• _Problem to solve_
All that is needed is the listing, transcribed exactly and in full.

• _Dataset content_
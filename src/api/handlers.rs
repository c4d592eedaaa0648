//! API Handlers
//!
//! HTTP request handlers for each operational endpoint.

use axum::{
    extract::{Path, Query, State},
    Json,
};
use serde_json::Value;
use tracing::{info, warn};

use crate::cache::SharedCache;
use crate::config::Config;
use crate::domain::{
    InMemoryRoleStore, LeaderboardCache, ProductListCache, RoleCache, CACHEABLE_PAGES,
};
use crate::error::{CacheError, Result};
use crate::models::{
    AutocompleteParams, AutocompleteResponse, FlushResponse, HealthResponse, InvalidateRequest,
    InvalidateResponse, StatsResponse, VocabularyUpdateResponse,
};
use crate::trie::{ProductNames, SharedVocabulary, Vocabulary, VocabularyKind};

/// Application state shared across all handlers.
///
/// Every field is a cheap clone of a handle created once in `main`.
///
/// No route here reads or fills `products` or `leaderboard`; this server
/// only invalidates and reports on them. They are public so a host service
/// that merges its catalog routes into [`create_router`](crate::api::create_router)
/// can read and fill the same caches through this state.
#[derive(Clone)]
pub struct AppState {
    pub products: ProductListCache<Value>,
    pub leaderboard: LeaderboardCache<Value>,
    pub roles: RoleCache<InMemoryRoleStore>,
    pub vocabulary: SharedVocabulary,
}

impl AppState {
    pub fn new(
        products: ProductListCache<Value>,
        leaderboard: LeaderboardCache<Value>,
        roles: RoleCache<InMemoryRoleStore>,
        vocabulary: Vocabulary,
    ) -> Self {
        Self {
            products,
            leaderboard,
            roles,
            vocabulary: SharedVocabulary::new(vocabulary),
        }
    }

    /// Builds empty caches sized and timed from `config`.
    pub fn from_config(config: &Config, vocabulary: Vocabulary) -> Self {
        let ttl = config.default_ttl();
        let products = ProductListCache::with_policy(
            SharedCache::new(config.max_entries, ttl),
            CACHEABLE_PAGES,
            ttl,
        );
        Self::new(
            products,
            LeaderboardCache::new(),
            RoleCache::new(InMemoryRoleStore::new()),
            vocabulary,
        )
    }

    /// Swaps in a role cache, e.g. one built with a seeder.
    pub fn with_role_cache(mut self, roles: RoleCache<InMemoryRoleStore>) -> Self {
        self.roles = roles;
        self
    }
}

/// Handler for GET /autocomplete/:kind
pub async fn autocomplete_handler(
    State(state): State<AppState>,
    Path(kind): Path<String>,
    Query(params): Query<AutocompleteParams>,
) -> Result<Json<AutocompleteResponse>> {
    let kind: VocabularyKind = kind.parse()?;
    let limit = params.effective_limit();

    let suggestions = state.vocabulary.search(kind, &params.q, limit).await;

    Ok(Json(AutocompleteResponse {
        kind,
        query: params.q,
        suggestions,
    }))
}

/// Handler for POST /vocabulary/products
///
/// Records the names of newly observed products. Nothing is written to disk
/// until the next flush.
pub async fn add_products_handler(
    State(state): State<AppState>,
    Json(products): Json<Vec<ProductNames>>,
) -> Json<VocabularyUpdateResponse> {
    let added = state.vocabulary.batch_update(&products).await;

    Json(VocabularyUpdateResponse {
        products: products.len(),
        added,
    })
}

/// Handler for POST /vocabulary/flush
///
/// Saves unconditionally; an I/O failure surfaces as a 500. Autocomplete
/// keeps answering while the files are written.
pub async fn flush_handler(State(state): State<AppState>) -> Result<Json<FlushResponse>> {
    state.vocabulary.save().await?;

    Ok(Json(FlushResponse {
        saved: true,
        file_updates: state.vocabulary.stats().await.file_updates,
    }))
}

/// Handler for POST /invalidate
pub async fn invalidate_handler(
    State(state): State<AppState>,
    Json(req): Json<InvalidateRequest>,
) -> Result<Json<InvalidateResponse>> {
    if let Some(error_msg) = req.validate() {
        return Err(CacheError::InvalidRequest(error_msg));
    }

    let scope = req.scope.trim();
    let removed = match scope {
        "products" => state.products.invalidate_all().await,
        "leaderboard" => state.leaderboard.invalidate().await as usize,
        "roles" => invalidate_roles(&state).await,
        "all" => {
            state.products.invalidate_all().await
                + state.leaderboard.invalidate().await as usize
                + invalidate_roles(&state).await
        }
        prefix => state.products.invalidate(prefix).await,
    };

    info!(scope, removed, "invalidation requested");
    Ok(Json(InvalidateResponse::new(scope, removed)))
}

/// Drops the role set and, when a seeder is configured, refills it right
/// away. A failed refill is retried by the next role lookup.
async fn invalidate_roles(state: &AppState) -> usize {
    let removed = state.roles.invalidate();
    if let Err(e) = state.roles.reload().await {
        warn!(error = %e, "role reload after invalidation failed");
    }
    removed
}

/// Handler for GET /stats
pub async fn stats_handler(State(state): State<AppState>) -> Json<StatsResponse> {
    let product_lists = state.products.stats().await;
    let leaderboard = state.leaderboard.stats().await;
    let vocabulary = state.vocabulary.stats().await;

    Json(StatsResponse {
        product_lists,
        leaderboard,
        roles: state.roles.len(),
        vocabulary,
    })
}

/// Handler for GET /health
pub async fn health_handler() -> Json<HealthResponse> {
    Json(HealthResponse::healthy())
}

• _Answer_
filename src/api/handlers.rs
repository c4d592eedaaa0648
//! API Handlers
//!
//! HTTP request handlers for each operational endpoint.

use axum::{
    extract::{Path, Query, State},
    Json,
};
use serde_json::Value;
use tracing::{info, warn};

use crate::cache::SharedCache;
use crate::config::Config;
use crate::domain::{
    InMemoryRoleStore, LeaderboardCache, ProductListCache, RoleCache, CACHEABLE_PAGES,
};
use crate::error::{CacheError, Result};
use crate::models::{
    AutocompleteParams, AutocompleteResponse, FlushResponse, HealthResponse, InvalidateRequest,
    InvalidateResponse, StatsResponse, VocabularyUpdateResponse,
};
use crate::trie::{ProductNames, SharedVocabulary, Vocabulary, VocabularyKind};

/// Application state shared across all handlers.
///
/// Every field is a cheap clone of a handle created once in `main`.
///
/// No route here reads or fills `products` or `leaderboard`; this server
/// only invalidates and reports on them. They are public so a host service
/// that merges its catalog routes into [`create_router`](crate::api::create_router)
/// can read and fill the same caches through this state.
#[derive(Clone)]
pub struct AppState {
    pub products: ProductListCache<Value>,
    pub leaderboard: LeaderboardCache<Value>,
    pub roles: RoleCache<InMemoryRoleStore>,
    pub vocabulary: SharedVocabulary,
}

impl AppState {
    pub fn new(
        products: ProductListCache<Value>,
        leaderboard: LeaderboardCache<Value>,
        roles: RoleCache<InMemoryRoleStore>,
        vocabulary: Vocabulary,
    ) -> Self {
        Self {
            products,
            leaderboard,
            roles,
            vocabulary: SharedVocabulary::new(vocabulary),
        }
    }

    /// Builds empty caches sized and timed from `config`.
    pub fn from_config(config: &Config, vocabulary: Vocabulary) -> Self {
        let ttl = config.default_ttl();
        let products = ProductListCache::with_policy(
            SharedCache::new(config.max_entries, ttl),
            CACHEABLE_PAGES,
            ttl,
        );
        Self::new(
            products,
            LeaderboardCache::new(),
            RoleCache::new(InMemoryRoleStore::new()),
            vocabulary,
        )
    }

    /// Swaps in a role cache, e.g. one built with a seeder.
    pub fn with_role_cache(mut self, roles: RoleCache<InMemoryRoleStore>) -> Self {
        self.roles = roles;
        self
    }
}

/// Handler for GET /autocomplete/:kind
pub async fn autocomplete_handler(
    State(state): State<AppState>,
    Path(kind): Path<String>,
    Query(params): Query<AutocompleteParams>,
) -> Result<Json<AutocompleteResponse>> {
    let kind: VocabularyKind = kind.parse()?;
    let limit = params.effective_limit();

    let suggestions = state.vocabulary.search(kind, &params.q, limit).await;

    Ok(Json(AutocompleteResponse {
        kind,
        query: params.q,
        suggestions,
    }))
}

/// Handler for POST /vocabulary/products
///
/// Records the names of newly observed products. Nothing is written to disk
/// until the next flush.
pub async fn add_products_handler(
    State(state): State<AppState>,
    Json(products): Json<Vec<ProductNames>>,
) -> Json<VocabularyUpdateResponse> {
    let added = state.vocabulary.batch_update(&products).await;

    Json(VocabularyUpdateResponse {
        products: products.len(),
        added,
    })
}

/// Handler for POST /vocabulary/flush
///
/// Saves unconditionally; an I/O failure surfaces as a 500. Autocomplete
/// keeps answering while the files are written.
pub async fn flush_handler(State(state): State<AppState>) -> Result<Json<FlushResponse>> {
    state.vocabulary.save().await?;

    Ok(Json(FlushResponse {
        saved: true,
        file_updates: state.vocabulary.stats().await.file_updates,
    }))
}

/// Handler for POST /invalidate
pub async fn invalidate_handler(
    State(state): State<AppState>,
    Json(req): Json<InvalidateRequest>,
) -> Result<Json<InvalidateResponse>> {
    if let Some(error_msg) = req.validate() {
        return Err(CacheError::InvalidRequest(error_msg));
    }

    let scope = req.scope.trim();
    let removed = match scope {
        "products" => state.products.invalidate_all().await,
        "leaderboard" => state.leaderboard.invalidate().await as usize,
        "roles" => invalidate_roles(&state).await,
        "all" => {
            state.products.invalidate_all().await
                + state.leaderboard.invalidate().await as usize
                + invalidate_roles(&state).await
        }
        prefix => state.products.invalidate(prefix).await,
    };

    info!(scope, removed, "invalidation requested");
    Ok(Json(InvalidateResponse::new(scope, removed)))
}

/// Drops the role set and, when a seeder is configured, refills it right
/// away. A failed refill is retried by the next role lookup.
async fn invalidate_roles(state: &AppState) -> usize {
    let removed = state.roles.invalidate();
    if let Err(e) = state.roles.reload().await {
        warn!(error = %e, "role reload after invalidation failed");
    }
    removed
}

/// Handler for GET /stats
pub async fn stats_handler(State(state): State<AppState>) -> Json<StatsResponse> {
    let product_lists = state.products.stats().await;
    let leaderboard = state.leaderboard.stats().await;
    let vocabulary = state.vocabulary.stats().await;

    Json(StatsResponse {
        product_lists,
        leaderboard,
        roles: state.roles.len(),
        vocabulary,
    })
}

/// Handler for GET /health
pub async fn health_handler() -> Json<HealthResponse> {
    Json(HealthResponse::healthy())
}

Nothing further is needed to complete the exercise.